Today was a public holiday here in Durban, so I went to the Respite Unit (Aids Hospice) to take one of the patients out for a milkshake. It was a pleasant experience because Nonclancla has started to recover and is now on ARV medication, we hope she can go home in the next week. I have noticed that, it is not just the illness that is killing people within the Respite Unit, it is being surrounded by death its self. Try and imagine laying in a bed next to a young woman who is similar in age to yourself. You share stories and laughter with each other, you talk about what you will do when you get home, how proud you are of your children, you become close friends. Over the next week you notice your friend has become weak and delirious, you give words of strength, but it is not enough because early the next morning you are woken by care staff lifting her dead body on to a metal trolley to be taken to the chapel. That same day another patient is brought in to the unit and is given the only spear bed, which is the bed in which your friend passed away. You can not begin to strike a friendship because you are still shocked and also the new girl is gasping for life. You try and turn away from the noise of her Sharpe breathing, but the new girl is really trying to survive, using everything she has got, even hidden under the covers with your fingers in your ears you can feel the pain she is suffering to stay alive. Only two days have gone by and you are disturbed again by the sound of the care staff moving the new girls body on to the metal trolley. Just imagine being surrounded by this for weeks. Knowing you are in the best place you could be because the care you are receiving is second to none, the staff at the respite unit have not only helped you to eat well and get out and about, but they have supported you to get the drugs which will allow you a long and healthy life. Imagine the feeling of joy and happiness such support will bring, but at the same time imagine the fear that will scar you forever seeing so many people die around you, that fear is enough to kill someone. The place of full recovery is with family, surrounded by the ones who love you, that is where the true healing begins.

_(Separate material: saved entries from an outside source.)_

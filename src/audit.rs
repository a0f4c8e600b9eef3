//! Keyword audits of stored profile records.
//!
//! Flags descriptions that do not look like tech/data positions, which usually
//! means the scrape picked up the wrong text or a generated description drifted.
//! Also flags generated emails that carry model errors or template leftovers,
//! and cleans duplicate or excluded records out of a batch.

use crate::models::ProfileRecord;
use regex::Regex;
use serde::{Deserialize, Serialize};
use std::collections::HashMap;
use std::sync::LazyLock;
use tracing::info;

/// Emails shorter than this, once trimmed, are flagged.
pub const MIN_EMAIL_CHARS: usize = 100;

/// Markers of a failed generation call.
pub const GENERATION_ERROR_KEYWORDS: &[&str] = &[
    "erreur de génération", "groq", "error generating", "api error", "non disponible",
    "indisponible", "génération échouée", "failed to generate", "timeout", "rate limit",
];

/// Markers of a templated or meta answer instead of an actual email.
pub const GENERIC_EMAIL_KEYWORDS: &[&str] = &[
    "voici l'email", "voici le mail", "email généré", "mail généré", "lorem ipsum", "example",
    "test", "todo", "placeholder", "[nom]", "[prénom]", "[entreprise]", "cher/chère",
    "bonjour [", "hello [", "undefined", "null", "nan",
];

/// Markers of the model refusing or apologizing.
pub const CONTENT_ERROR_KEYWORDS: &[&str] = &[
    "je ne peux pas", "je ne suis pas capable", "information non disponible",
    "données insuffisantes", "impossible de générer", "erreur dans", "problème avec",
    "cannot generate", "unable to create", "no data available", "je suis désolé",
    "malheureusement", "je ne trouve pas", "aucune information",
];

/// Companies whose prospects are dropped from a batch.
pub const EXCLUDED_COMPANIES: &[&str] = &["décathlon", "decathlon", "back market", "backmarket", "scaleway"];

static PLACEHOLDER: LazyLock<Regex> = LazyLock::new(|| Regex::new(r"\{|\}|\[|\]|<<|>>").unwrap());

/// Keywords marking a tech or data position (French and English).
pub const TECH_DATA_KEYWORDS: &[&str] = &[
    // Data & analytics
    "data", "données", "analytics", "analyse", "statistique", "business intelligence", "bi",
    "tableau", "power bi", "data science", "data scientist", "data engineer", "data analyst",
    "big data", "machine learning", "ml", "ai", "intelligence artificielle", "algorithme",
    "modèle", "prédictif", "apprentissage automatique",
    // Databases
    "sql", "postgresql", "mysql", "mongodb", "base de données", "database", "datawarehouse",
    "datalake", "etl", "pipeline", "spark", "hadoop", "cassandra", "redis", "elasticsearch",
    // Programming
    "python", "r", "scala", "java", "javascript", "développement", "développeur",
    "programmation", "code", "github", "git", "api", "rest", "microservices", "docker",
    "kubernetes", "cloud", "aws", "azure", "gcp",
    // Tools
    "kafka", "airflow", "jenkins", "terraform", "ansible", "linux", "unix", "bash", "devops",
    "cybersécurité", "sécurité informatique", "réseau", "infrastructure", "système", "serveur",
    // Tech business
    "digital", "numérique", "transformation digitale", "innovation", "startup", "fintech",
    "edtech", "saas", "paas", "iaas", "cto", "cdo", "chief data officer",
    "chief technology officer",
    // Roles
    "product owner", "scrum master", "agile", "sprint", "jira", "confluence",
    "product manager tech", "architect", "software engineer", "full stack", "frontend",
    "backend", "mobile app", "web",
    // AI & ML
    "tensorflow", "pytorch", "keras", "scikit-learn", "pandas", "numpy", "jupyter", "notebook",
    "deep learning", "neural network", "nlp", "computer vision", "reinforcement learning",
];

/// Keywords marking a non-tech position.
pub const NON_TECH_KEYWORDS: &[&str] = &[
    "vente", "commercial", "marketing traditionnel", "comptabilité", "finance traditionnelle",
    "rh", "ressources humaines", "juridique", "legal", "communication", "relations publiques",
    "event", "événementiel", "immobilier", "construction", "btp", "agriculture",
    "agroalimentaire", "restauration", "hôtellerie", "tourisme", "transport routier",
    "logistique traditionnelle", "retail traditionnel",
];

/// Verdict for one description.
#[derive(Debug, Clone, Serialize, Deserialize, PartialEq, Eq)]
#[serde(rename_all = "camelCase")]
pub struct DescriptionAudit {
    pub is_tech_data: bool,
    /// 0-100.
    pub confidence: u32,
    pub reason: String,
    /// Tech keywords found in the description.
    pub keywords: Vec<String>,
    pub non_tech_keywords: Vec<String>,
}

fn matching(haystack: &str, keywords: &[&str]) -> Vec<String> {
    keywords
        .iter()
        .filter(|keyword| haystack.contains(**keyword))
        .map(|keyword| keyword.to_string())
        .collect()
}

/// Scores a description (and the job title, which counts double) against the keyword lists.
pub fn classify_description(description: Option<&str>, job_title: Option<&str>) -> DescriptionAudit {
    let description = description.map(str::trim).unwrap_or("");
    if description.is_empty() {
        return DescriptionAudit {
            is_tech_data: false,
            confidence: 0,
            reason: "Empty description".to_string(),
            keywords: Vec::new(),
            non_tech_keywords: Vec::new(),
        };
    }

    let lowered = description.to_lowercase();
    let keywords = matching(&lowered, TECH_DATA_KEYWORDS);
    let non_tech_keywords = matching(&lowered, NON_TECH_KEYWORDS);
    let title_hits = job_title
        .map(|title| matching(&title.to_lowercase(), TECH_DATA_KEYWORDS).len())
        .unwrap_or(0);

    let tech_score = (keywords.len() + title_hits * 2) as u32;
    let non_tech_score = non_tech_keywords.len() as u32;

    let (is_tech_data, confidence, reason) = if tech_score >= 3 {
        (
            true,
            (50 + tech_score * 10).min(90),
            format!("{} tech/data keywords found", tech_score),
        )
    } else if tech_score >= 1 && non_tech_score == 0 {
        (
            true,
            30 + tech_score * 15,
            format!("{} tech/data keywords, no non-tech keyword", tech_score),
        )
    } else if non_tech_score > tech_score {
        (
            false,
            (40 + non_tech_score * 10).min(80),
            format!(
                "More non-tech keywords ({}) than tech keywords ({})",
                non_tech_score, tech_score
            ),
        )
    } else if tech_score == 0 {
        (false, 70, "No tech/data keyword found".to_string())
    } else {
        (
            false,
            40,
            format!("Few tech keywords ({}), ambiguous", tech_score),
        )
    };

    DescriptionAudit {
        is_tech_data,
        confidence,
        reason,
        keywords,
        non_tech_keywords,
    }
}

#[derive(Debug, Clone, Copy, Serialize, Deserialize, PartialEq, Eq, Hash)]
#[serde(rename_all = "camelCase")]
pub enum EmailIssueKind {
    Empty,
    GenerationError,
    Generic,
    ContentError,
    TooShort,
    Placeholder,
    /// Addresses the reader as both monsieur and madame.
    CivilityConfusion,
}

/// One problem found in one generated email.
#[derive(Debug, Clone, Serialize, Deserialize, PartialEq, Eq)]
#[serde(rename_all = "camelCase")]
pub struct EmailIssue {
    /// 1-based position in the email sequence.
    pub index: usize,
    pub kind: EmailIssueKind,
    pub detail: String,
}

impl EmailIssue {
    fn new(index: usize, kind: EmailIssueKind, detail: impl Into<String>) -> Self {
        Self {
            index,
            kind,
            detail: detail.into(),
        }
    }
}

/// Checks one generated email. An empty email yields a single [`EmailIssueKind::Empty`] issue.
pub fn audit_email(content: &str, index: usize) -> Vec<EmailIssue> {
    let trimmed = content.trim();
    if trimmed.is_empty() {
        return vec![EmailIssue::new(index, EmailIssueKind::Empty, "Empty email")];
    }

    let lowered = content.to_lowercase();
    let mut issues = Vec::new();

    for (keywords, kind) in [
        (GENERATION_ERROR_KEYWORDS, EmailIssueKind::GenerationError),
        (GENERIC_EMAIL_KEYWORDS, EmailIssueKind::Generic),
        (CONTENT_ERROR_KEYWORDS, EmailIssueKind::ContentError),
    ] {
        issues.extend(
            matching(&lowered, keywords)
                .into_iter()
                .map(|keyword| EmailIssue::new(index, kind, format!("keyword \"{}\"", keyword))),
        );
    }

    let length = trimmed.chars().count();
    if length < MIN_EMAIL_CHARS {
        issues.push(EmailIssue::new(
            index,
            EmailIssueKind::TooShort,
            format!("{} characters", length),
        ));
    }

    if PLACEHOLDER.is_match(content) {
        issues.push(EmailIssue::new(
            index,
            EmailIssueKind::Placeholder,
            "Unreplaced placeholder",
        ));
    }

    if lowered.contains("monsieur") && lowered.contains("madame") {
        issues.push(EmailIssue::new(
            index,
            EmailIssueKind::CivilityConfusion,
            "Mentions both monsieur and madame",
        ));
    }

    issues
}

/// Audits every non-empty email column of a record.
pub fn audit_record_emails(record: &ProfileRecord) -> Vec<EmailIssue> {
    record
        .email_columns()
        .into_iter()
        .enumerate()
        .filter(|(_, (_, body))| !body.trim().is_empty())
        .flat_map(|(i, (_, body))| audit_email(body, i + 1))
        .collect()
}

/// Keeps the most recently processed record per first and last name, then drops
/// records whose company matches `excluded_companies` (case-insensitive substring).
///
/// Survivors keep the position of the first record seen for their name.
pub fn clean_records(records: Vec<ProfileRecord>, excluded_companies: &[&str]) -> Vec<ProfileRecord> {
    let total = records.len();
    let mut positions: HashMap<(String, String), usize> = HashMap::new();
    let mut kept: Vec<ProfileRecord> = Vec::with_capacity(total);

    for record in records {
        let key = (record.first_name.clone(), record.last_name.clone());
        match positions.get(&key).copied() {
            Some(i) => {
                if record.processed_at > kept[i].processed_at {
                    kept[i] = record;
                }
            }
            None => {
                positions.insert(key, kept.len());
                kept.push(record);
            }
        }
    }
    let duplicates = total - kept.len();

    let excluded: Vec<String> = excluded_companies.iter().map(|c| c.to_lowercase()).collect();
    kept.retain(|record| {
        let company = record.company_name.to_lowercase();
        !excluded.iter().any(|name| company.contains(name.as_str()))
    });

    info!(
        "Cleaned {} records: {} duplicates, {} excluded companies, {} kept",
        total,
        duplicates,
        total - duplicates - kept.len(),
        kept.len()
    );
    kept
}
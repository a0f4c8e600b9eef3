use crate::error::Result;
use crate::models::ProfileRecord;
use async_trait::async_trait;
use std::path::{Path, PathBuf};
use tokio::fs;
use tracing::debug;

/// Storage for processed profiles, one document per profile.
#[async_trait]
pub trait ProfileSink: Send + Sync {
    /// Stores a record, replacing any record for the same profile URL.
    async fn insert(&self, record: &ProfileRecord) -> Result<()>;
    /// Looks up the record stored for a profile URL.
    async fn find_by_url(&self, linkedin_url: &str) -> Option<ProfileRecord>;
}

/// File-based sink: one JSON document per profile under a directory.
pub struct FileSink {
    dir: PathBuf,
}

impl FileSink {
    pub fn new<P: AsRef<Path>>(dir: P) -> Self {
        Self {
            dir: dir.as_ref().to_path_buf(),
        }
    }

    fn get_path(&self, key: &str) -> PathBuf {
        self.dir.join(format!("{}.json", key))
    }

    /// File name for a profile URL: its path slug, or a sanitized form of the whole URL.
    ///
    /// When sanitizing changes the slug, a hash of the raw slug is appended so
    /// that `jean.dupont` and `jean_dupont` land in different files.
    pub fn key_for(linkedin_url: &str) -> String {
        let trimmed = linkedin_url.trim().trim_end_matches('/');
        let slug = trimmed
            .split("/in/")
            .nth(1)
            .map(|rest| rest.split(['?', '#', '/']).next().unwrap_or(rest))
            .filter(|slug| !slug.is_empty())
            .unwrap_or(trimmed);

        let sanitized: String = slug
            .chars()
            .map(|c| if c.is_ascii_alphanumeric() || c == '-' || c == '_' { c } else { '_' })
            .collect();

        if sanitized == slug {
            sanitized
        } else {
            format!("{}-{:08x}", sanitized, fnv1a(slug.as_bytes()))
        }
    }

    fn record_key(record: &ProfileRecord) -> String {
        match &record.linkedin_url {
            Some(url) => Self::key_for(url),
            // No URL to look it up by, so the timestamp keeps same-name records apart
            None => Self::key_for(&format!(
                "unresolved-{}-{}-{}",
                record.first_name,
                record.last_name,
                record.processed_at.timestamp_millis()
            )),
        }
    }
}

/// 32-bit FNV-1a, stable across builds and platforms.
fn fnv1a(bytes: &[u8]) -> u32 {
    bytes.iter().fold(0x811c_9dc5, |hash, byte| {
        (hash ^ u32::from(*byte)).wrapping_mul(0x0100_0193)
    })
}

#[async_trait]
impl ProfileSink for FileSink {
    async fn insert(&self, record: &ProfileRecord) -> Result<()> {
        if !self.dir.exists() {
            fs::create_dir_all(&self.dir).await?;
        }

        let path = self.get_path(&Self::record_key(record));
        let tmp_path = path.with_extension("tmp");
        let json = serde_json::to_string_pretty(record)?;

        // Atomic write: write to tmp then rename
        fs::write(&tmp_path, json).await?;
        fs::rename(&tmp_path, &path).await?;

        debug!("Stored profile record at {}", path.display());
        Ok(())
    }

    async fn find_by_url(&self, linkedin_url: &str) -> Option<ProfileRecord> {
        let path = self.get_path(&Self::key_for(linkedin_url));
        if !path.exists() {
            return None;
        }

        let content = fs::read_to_string(&path).await.ok()?;
        serde_json::from_str(&content).ok()
    }
}
//! Locates the single most recent position in a profile's experience section.
//!
//! Every stage is an ordered list of strategies tried until one yields a node.
//! Section order is trusted as recency order: the first entry is the latest
//! position, and inside a company block the first nested role is the latest.

use super::dom::{
    child_elements, closest, folded_text, is_inside, is_rendered, parent_element, select_within,
};
use scraper::{ElementRef, Html, Selector};
use std::sync::LazyLock;
use tracing::debug;

const SECTION_LABELS: [&str; 2] = ["expérience", "experience"];

static ENTITY: LazyLock<Selector> =
    LazyLock::new(|| Selector::parse(r#"div[data-view-name="profile-component-entity"]"#).unwrap());

static H2: LazyLock<Selector> = LazyLock::new(|| Selector::parse("h2").unwrap());
static LABEL_SPAN: LazyLock<Selector> =
    LazyLock::new(|| Selector::parse(r#"span[aria-hidden="true"]"#).unwrap());
static HEADING_LIKE: LazyLock<Selector> =
    LazyLock::new(|| Selector::parse(r#"h2, [role="heading"][aria-level="2"]"#).unwrap());
static SECTION: LazyLock<Selector> = LazyLock::new(|| Selector::parse("section").unwrap());
static EXPERIENCE_CONTAINER: LazyLock<Selector> = LazyLock::new(|| {
    Selector::parse(
        r#"div[id^="experience"], div[class*="experience"], section[id^="experience"], section[class*="experience"]"#,
    )
    .unwrap()
});
static SUB_LIST: LazyLock<Selector> = LazyLock::new(|| {
    Selector::parse(
        ".pvs-entity__sub-components .pvs-list, .pvs-entity__sub-components ul, .pvs-entity__sub-components > div > ul",
    )
    .unwrap()
});

/// The DOM node describing exactly one job position.
#[derive(Debug, Clone, Copy)]
pub struct RoleEntity<'a> {
    element: ElementRef<'a>,
}

impl<'a> RoleEntity<'a> {
    pub fn element(&self) -> ElementRef<'a> {
        self.element
    }

    /// Short preview of the entity's text, for logs.
    pub fn preview(&self) -> String {
        let text = self
            .element
            .text()
            .flat_map(str::split_whitespace)
            .collect::<Vec<_>>()
            .join(" ");
        text.chars().take(70).collect()
    }
}

/// Finds the most recent position on the page, or `None` when the page has none.
pub fn locate(document: &Html) -> Option<RoleEntity<'_>> {
    let section = locate_section(document)?;
    debug!("Experience section found");
    locate_latest_entity(section)
}

/// Finds the container of the experience section.
pub fn locate_section(document: &Html) -> Option<ElementRef<'_>> {
    let header = find_labelled_header(document).or_else(|| find_visible_heading(document))?;
    resolve_container(header)
}

/// Narrows an experience section to the node of its most recent role.
pub fn locate_latest_entity(section: ElementRef<'_>) -> Option<RoleEntity<'_>> {
    let first_entry = top_level_entries(section).into_iter().next()?;
    let outer = unwrap_entity(first_entry)?;

    let element = match nested_roles(outer).into_iter().next() {
        Some(role) => {
            debug!("Company block found, using its first role");
            role
        }
        None => outer,
    };
    Some(RoleEntity { element })
}

fn is_section_label(text: &str) -> bool {
    SECTION_LABELS.contains(&text)
}

fn mentions_section(text: &str) -> bool {
    SECTION_LABELS.iter().any(|label| text.contains(label))
}

/// `h2` whose visible label is exactly the section name.
fn find_labelled_header(document: &Html) -> Option<ElementRef<'_>> {
    document.select(&H2).find(|h2| {
        h2.select(&LABEL_SPAN)
            .next()
            .is_some_and(|span| is_section_label(&folded_text(span)))
    })
}

/// Any rendered level-2 heading mentioning the section name.
fn find_visible_heading(document: &Html) -> Option<ElementRef<'_>> {
    document
        .select(&HEADING_LIKE)
        .find(|el| mentions_section(&folded_text(*el)) && is_rendered(*el))
}

fn resolve_container(header: ElementRef<'_>) -> Option<ElementRef<'_>> {
    closest(header, &SECTION)
        .or_else(|| closest(header, &EXPERIENCE_CONTAINER))
        .or_else(|| parent_element(header).and_then(parent_element))
}

/// Entries of the section in display order.
fn top_level_entries(section: ElementRef<'_>) -> Vec<ElementRef<'_>> {
    let mut entries = Vec::new();
    for child in child_elements(section) {
        match child.value().name() {
            "div" if ENTITY.matches(&child) => entries.push(child),
            "ul" => entries.extend(list_items(child)),
            _ => {}
        }
        if child.value().name() == "div" {
            for grandchild in child_elements(child).filter(|el| el.value().name() == "ul") {
                entries.extend(list_items(grandchild));
            }
        }
    }

    if entries.is_empty() {
        entries = child_elements(section)
            .filter(|el| el.value().name() == "div")
            .collect();
    }
    entries
}

fn list_items(list: ElementRef<'_>) -> impl Iterator<Item = ElementRef<'_>> {
    child_elements(list).filter(|el| el.value().name() == "li")
}

/// The profile-entity node of an entry: the entry itself or the first one inside it.
fn unwrap_entity(entry: ElementRef<'_>) -> Option<ElementRef<'_>> {
    if ENTITY.matches(&entry) {
        return Some(entry);
    }
    select_within(entry, &ENTITY).next()
}

/// Roles stacked under a company block, most recent first.
fn nested_roles(outer: ElementRef<'_>) -> Vec<ElementRef<'_>> {
    let mut roles = Vec::new();
    if let Some(list) = select_within(outer, &SUB_LIST).next() {
        for item in list_items(list) {
            roles.extend(select_within(item, &ENTITY));
        }
    }

    if roles.is_empty() {
        roles = select_within(outer, &ENTITY)
            .filter(|el| is_inside(*el, outer))
            .collect();
    }
    roles
}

I am not going to shout my beliefs at you because Evey one thinks differently and in my eyes and everyone is right. All i will say is that I do not believe in god, this is just how i am. I believe that when people take a few moments of silence within them self's and concentrate on truly wanting a person to recover from what ever it is they suffer from it helps. Each day this week I have sat and held the hand of two ladies, one who died on Saturday and one who is very weak and will die very soon. I believe that simply holding a person and putting your every thought in to them feeling safe and comfortable works. I have seen the relaxation flood through a person when they realise you are there and you are there wholey for them, so please weather you believe in a God or not, just take a few minutes out of your day to think about those who suffer in the world and really put all you energy in to it because it works.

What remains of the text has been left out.